«Non ci sono muri e recinzioni. I confini del mio giardino sono l’orizzonte. In questo desolato paesaggio il silenzio è rotto solo dal vento, e dai gabbiani che bisticciano attorno ai pescatori che portano il pescato del pomeriggio. C’è più luce qui che in qualsiasi altra parte della Gran Bretagna; questo e il vento costante trasformano i ciottoli in un pietroso deserto dove le erbe più resistenti prendono il sopravvento — aprendo la strada al cavolo marino color verde salvia, alla viperina azzurra, al papavero rosso, al sedum giallo».
A scriverlo è il regista Derek Jarman, uno di quei nomi che non hanno bisogno di ulteriori presentazioni per chi già conosce la sua opera e il suo immaginario — entrambi fondamentali per la storia del cinema d’autore, per l’arte contemporanea e per la cultura queer — ma che sfugge alle definizioni troppo semplici (le più usate: controverso, iconoclasta, underground) e diventa dunque un incubo da spiegare a chi non ha mai visto capolavori come Jubilee o Caravaggio.
La citazione iniziale è tratta dalle primissime pagine del suo libro Modern Nature, un diario1 che Jarman tenne dal 1989 al 1990. Il giardino di cui parla è quello del suo Prospect Cottage, una piccola proprietà che acquistò nel 1986, l’anno in cui scoprì di essere sieropositivo (morirà, per complicazioni dovute all’AIDS, nel 1994).
Il cottage, che il regista trovò durante i sopralluoghi per il suo film The Last Of England, con Tilda Swinton, era nel Kent, in una località chiamata Dungeness, fino a quel momento celebre solo per uno degli edifici più terribili che si potrebbe immaginare di scorgere dalla propria finestra: una centrale nucleare. Jarman quella centrale la vedeva dal cottage e del suo giardino aperto, senza recinzioni, al quale dedicò il già citato Modern Nature e Derek Jarman’s Garden e dove girò pure un film, The Garden.
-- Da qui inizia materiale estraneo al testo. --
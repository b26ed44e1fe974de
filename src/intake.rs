//! Today's intake against the daily goal, with day rollover.
//!
//! The tracker is a two-state machine keyed on the persisted
//! `lastTrackedDate` stamp: a stale stamp (or none at all) means the day
//! rolled over and intake resets to zero; a fresh stamp means the stored
//! values still describe today. Dates are plain local calendar dates in
//! ISO form, never locale-formatted strings.
//!
//! Write failures never abort an operation: the in-memory state stays
//! authoritative for the session and the failure is logged.

use chrono::NaiveDate;
use thiserror::Error;
use tracing::{info, warn};

use crate::history::{self, DrinkPoint};
use crate::storage::{
    KeyValueStore, StoreError, KEY_CURRENT_INTAKE, KEY_DAILY_GOAL, KEY_LAST_TRACKED_DATE,
    KEY_REMAINING_WATER,
};

pub const DATE_FORMAT: &str = "%Y-%m-%d";

#[derive(Debug, Clone, Copy, PartialEq)]
pub struct IntakeState {
    pub date: NaiveDate,
    pub daily_goal_ml: f64,
    pub current_intake_ml: f64,
    pub remaining_ml: f64,
}

#[derive(Debug, Error)]
pub enum IntakeError {
    #[error("no daily goal set; run `aqualog goal` first")]
    NoGoal,
    #[error("drink amount must be a positive number of milliliters")]
    InvalidAmount,
    #[error(transparent)]
    Store(#[from] StoreError),
}

pub struct IntakeTracker<S: KeyValueStore> {
    store: S,
    state: IntakeState,
}

impl<S: KeyValueStore> IntakeTracker<S> {
    /// Loads today's state, resetting it first when the stored date stamp
    /// is missing or differs from `today`. Loading twice on the same date
    /// without drinking yields the same state.
    pub async fn load(mut store: S, today: NaiveDate) -> Result<Self, IntakeError> {
        let goal = match store.get(KEY_DAILY_GOAL).await? {
            Some(raw) => raw
                .parse::<f64>()
                .ok()
                .filter(|goal| goal.is_finite() && *goal > 0.0)
                .ok_or(IntakeError::NoGoal)?,
            None => return Err(IntakeError::NoGoal),
        };

        let stored_date = store
            .get(KEY_LAST_TRACKED_DATE)
            .await?
            .and_then(|stamp| NaiveDate::parse_from_str(&stamp, DATE_FORMAT).ok());

        let state = if stored_date == Some(today) {
            let intake = store
                .get(KEY_CURRENT_INTAKE)
                .await?
                .and_then(|raw| raw.parse::<f64>().ok())
                .unwrap_or(0.0);
            let remaining = store
                .get(KEY_REMAINING_WATER)
                .await?
                .and_then(|raw| raw.parse::<f64>().ok())
                .unwrap_or_else(|| (goal - intake).max(0.0));

            IntakeState {
                date: today,
                daily_goal_ml: goal,
                current_intake_ml: intake,
                remaining_ml: remaining,
            }
        } else {
            info!(date = %today, "day rolled over, starting intake from zero");
            let state = IntakeState {
                date: today,
                daily_goal_ml: goal,
                current_intake_ml: 0.0,
                remaining_ml: goal,
            };
            persist_state(&mut store, &state).await;
            state
        };

        Ok(Self { store, state })
    }

    pub fn state(&self) -> IntakeState {
        self.state
    }

    /// Logs a drink: accumulates intake (deliberately not clamped to the
    /// goal), floors the remainder at zero, persists both values and
    /// appends the drink to the history log.
    pub async fn drink(&mut self, amount_ml: f64) -> Result<IntakeState, IntakeError> {
        if !amount_ml.is_finite() || amount_ml <= 0.0 {
            return Err(IntakeError::InvalidAmount);
        }

        self.state.current_intake_ml += amount_ml;
        self.state.remaining_ml = (self.state.daily_goal_ml - self.state.current_intake_ml).max(0.0);

        persist_state(&mut self.store, &self.state).await;

        if let Err(err) = history::append_drink(&mut self.store, DrinkPoint::new(amount_ml)).await {
            warn!(%err, "failed to append drink to history");
        }

        Ok(self.state)
    }
}

/// Best effort: a store that refuses writes costs us durability, not the
/// session. Amounts go in as plain decimal strings.
async fn persist_state<S: KeyValueStore>(store: &mut S, state: &IntakeState) {
    let result = async {
        store
            .set(
                KEY_LAST_TRACKED_DATE,
                &state.date.format(DATE_FORMAT).to_string(),
            )
            .await?;
        store
            .set(KEY_CURRENT_INTAKE, &state.current_intake_ml.to_string())
            .await?;
        store
            .set(KEY_REMAINING_WATER, &state.remaining_ml.to_string())
            .await
    }
    .await;

    if let Err(err) = result {
        warn!(%err, "failed to persist intake state, keeping in-memory values");
    }
}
Tanto si è scritto su quel giardino — articoli, saggi, ricerche accademiche — che è diventato ormai una meta di pellegrinaggio e che può essere considerato in tutto e per tutto una sua opera: come i film, come i quadri che dipinse negli ultimi anni di vita, come i diari.
Quello stesso giardino è anche uno dei protagonisti del nuovo numero di Pleasure Garden, rivista che — come ho già raccontato in passato — si ispira agli omonimi luoghi caratteristici dell’Inghilterra ‘700, rifugi per passeggiare, per rilassarsi per organizzare cerimonia e spettacoli, per incontrare gli amanti.
Il tema di Pleasure Garden n.5 è Au Naturel, da intendersi in tutte le sfumature di significati: dai giardini lasciati allo stato selvaggio, o quasi, alla cucina che usa ingredienti come fiori e erbe selvatiche; dalla bellezza naturale alla nudità del naturismo; da un vecchio archivio di foto pornografiche all’espressione di sé al di là dei confini di genere.
La rivista si può acquistare online ed è disponibile in due versioni, una con la copertina che ritrae Jarman e l’altra con un collage di Linder Sterling.